→ **ENTRIES SUPPLIED**:

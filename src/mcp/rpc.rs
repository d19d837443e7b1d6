use serde::{Deserialize, Serialize};
use serde_json::Value;

pub const JSONRPC_VERSION: &str = "2.0";

pub const INVALID_REQUEST: i64 = -32600;
pub const METHOD_NOT_FOUND: i64 = -32601;
pub const INVALID_PARAMS: i64 = -32602;

#[derive(Debug, Deserialize)]
pub struct RpcRequest {
    pub jsonrpc: String,
    pub method: String,
    #[serde(default)]
    pub params: Option<Value>,
    #[serde(default)]
    pub id: Option<Value>,
}

#[derive(Debug, Serialize)]
pub struct RpcError {
    pub code: i64,
    pub message: String,
}

#[derive(Debug, Serialize)]
pub struct OutboundResponse {
    pub jsonrpc: &'static str,
    #[serde(skip_serializing_if = "Option::is_none")]
    pub result: Option<Value>,
    #[serde(skip_serializing_if = "Option::is_none")]
    pub error: Option<RpcError>,
    pub id: Option<Value>,
}

impl OutboundResponse {
    pub fn success(id: Option<Value>, result: Value) -> Self {
        Self {
            jsonrpc: JSONRPC_VERSION,
            result: Some(result),
            error: None,
            id,
        }
    }

    pub fn error(id: Option<Value>, code: i64, message: impl Into<String>) -> Self {
        Self {
            jsonrpc: JSONRPC_VERSION,
            result: None,
            error: Some(RpcError {
                code,
                message: message.into(),
            }),
            id,
        }
    }

    pub fn invalid_params(id: Option<Value>, message: impl Into<String>) -> Self {
        Self::error(id, INVALID_PARAMS, message)
    }

    pub fn method_not_found(id: Option<Value>, method: &str) -> Self {
        Self::error(
            id,
            METHOD_NOT_FOUND,
            format!("Method '{method}' is not supported by this server."),
        )
    }
}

→ **ACTION ITEM**:
Pull every line containing "impl" out of the records.

→ **EXPECTED OUTPUT**:
impl OutboundResponse {
    pub fn error(id: Option<Value>, code: i64, message: impl Into<String>) -> Self {
    pub fn invalid_params(id: Option<Value>, message: impl Into<String>) -> Self {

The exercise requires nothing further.